Not sure if this is the right place to post this, but –
Last night we watched a lovely documentary on Netflix called “From Stress to Happiness.” The main guide is a Buddhist monk (though the Benedictine brother David-Steindl-Rast, now aged 96, also makes an appearance).
As I watched, I found myself reinterpreting into Epicurean terms – and concluded that their message (though very good) would be even clearer and better grounded from an Epicurean perspective (and without Buddhist commitment to such things as “samsara” – which, though not emphasized, naturally crept in).

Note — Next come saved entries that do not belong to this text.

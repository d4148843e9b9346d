pub mod add_topic;
pub mod get_relevant_knowledge;
pub mod update_topic;

use std::sync::Arc;

use add_topic::AddTopicParams;
use get_relevant_knowledge::GetRelevantKnowledgeParams;
use rmcp::handler::server::tool::ToolRouter;
use rmcp::handler::server::wrapper::Parameters;
use rmcp::{tool, tool_handler, tool_router, ServerHandler};
use update_topic::UpdateTopicParams;

use lorekeep::knowledge::{KnowledgeEngine, Topic};

const MAX_TOP_K: usize = 50;

/// The Lorekeep MCP tool handler. Holds the shared engine and exposes it via
/// the `#[tool_router]` macro.
#[derive(Clone)]
pub struct LorekeepTools {
    tool_router: ToolRouter<Self>,
    engine: Arc<KnowledgeEngine>,
}

/// Run a blocking engine call off the async runtime.
async fn blocking<T, F>(f: F) -> Result<T, String>
where
    F: FnOnce() -> T + Send + 'static,
    T: Send + 'static,
{
    tokio::task::spawn_blocking(f)
        .await
        .map_err(|e| format!("engine task failed: {e}"))
}

#[tool_router]
impl LorekeepTools {
    pub fn new(engine: Arc<KnowledgeEngine>) -> Self {
        Self {
            tool_router: Self::tool_router(),
            engine,
        }
    }

    /// Add a new topic to the knowledge base.
    #[tool(description = "Add a knowledge topic. The definition is embedded and becomes searchable immediately. Topic names must be unique.")]
    async fn add_topic(
        &self,
        Parameters(params): Parameters<AddTopicParams>,
    ) -> Result<String, String> {
        tracing::info!(name = %params.name, "add_topic called");

        let mut topic = Topic::new(params.name, params.definition, params.facts.unwrap_or_default())
            .with_confidence(params.confidence.unwrap_or(0.0));
        if let Some(id) = params.id {
            topic = topic.with_id(id);
        }

        let engine = Arc::clone(&self.engine);
        let stored = blocking(move || engine.add_topic(topic))
            .await?
            .map_err(|e| format!("add failed: {e}"))?;

        serde_json::to_string(&stored).map_err(|e| format!("serialization failed: {e}"))
    }

    /// Update an existing topic; omitted fields keep their stored values.
    #[tool(description = "Update a topic by ID. Only the fields given are changed. Changing the definition re-embeds the topic.")]
    async fn update_topic(
        &self,
        Parameters(params): Parameters<UpdateTopicParams>,
    ) -> Result<String, String> {
        tracing::info!(id = %params.id, "update_topic called");

        let engine = Arc::clone(&self.engine);
        let stored = blocking(move || {
            let UpdateTopicParams {
                id,
                name,
                definition,
                facts,
                confidence,
            } = params;
            engine.update_topic_with(&id, |current| Topic {
                name: name.unwrap_or(current.name),
                definition: definition.unwrap_or(current.definition),
                facts: facts.unwrap_or(current.facts),
                confidence: confidence.unwrap_or(current.confidence),
                ..current
            })
        })
        .await?
        .map_err(|e| format!("update failed: {e}"))?;

        serde_json::to_string(&stored).map_err(|e| format!("serialization failed: {e}"))
    }

    /// Find the topics most relevant to a piece of text.
    #[tool(description = "Find the knowledge topics most relevant to a query, closest first. Each result carries its squared embedding distance.")]
    async fn get_relevant_knowledge(
        &self,
        Parameters(params): Parameters<GetRelevantKnowledgeParams>,
    ) -> Result<String, String> {
        let top_k = params
            .top_k
            .unwrap_or_else(|| self.engine.default_top_k())
            .clamp(1, MAX_TOP_K);
        tracing::info!(query = %params.query, top_k, "get_relevant_knowledge called");

        let engine = Arc::clone(&self.engine);
        let query = params.query;
        let results = blocking(move || engine.try_get_relevant_knowledge(&query, top_k))
            .await?
            .map_err(|e| format!("retrieval failed: {e}"))?;

        Ok(serde_json::json!({
            "total": results.len(),
            "results": results,
        })
        .to_string())
    }

    /// Report knowledge base statistics.
    #[tool(description = "Get knowledge base statistics: topic count, indexed vectors, embedding model and dimension, memory usage.")]
    async fn knowledge_stats(&self) -> Result<String, String> {
        tracing::info!("knowledge_stats called");
        let engine = Arc::clone(&self.engine);
        let stats = blocking(move || engine.get_stats()).await?;
        serde_json::to_string(&stats).map_err(|e| format!("serialization failed: {e}"))
    }
}

#[tool_handler]
impl ServerHandler for LorekeepTools {
    fn get_info(&self) -> rmcp::model::ServerInfo {
        rmcp::model::ServerInfo {
            instructions: Some(
                "Lorekeep is a knowledge base for agents. Use get_relevant_knowledge before \
                 answering to pull in matching topics, add_topic to record new knowledge, and \
                 update_topic to correct it."
                    .into(),
            ),
            capabilities: rmcp::model::ServerCapabilities::builder()
                .enable_tools()
                .build(),
            ..Default::default()
        }
    }
}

Also, I thought that an expansive understanding of Epicurean friendship can cover most of the ground of Buddhist compassion and loving-kindness – even if an attitude of friendliness is not reciprocated (and self-protection, especially by withdrawal, is called for), that attitude (like an “attitude of gratitude” even in the face of travail) is still more conducive to our own happiness.
Also, for the first time, I really started to think of Epicureanism as a “faith” – without supernaturalism or strict religious insistence on “right doctrinal belief” no matter what (to be a “True Epicurean™”?). A reality-based faith that evolves well into our modern world (e.g. modern theories of physics, neurobiology and more developed understandings of deductive/inductive logic). A faith, rather than just an intellect-based philosophy as a good guide to life. A faith as an evolving way of life – in which I will always be a beginner (with my own fits and starts).
[All of which is to say that maybe I finally absorbed (beyond just intellectual assent) some of what Epicurus’ was actually trying to say – and has been said on here.]
Anyway, I just wanted to share my initial, unsorted thoughts on seeing the film.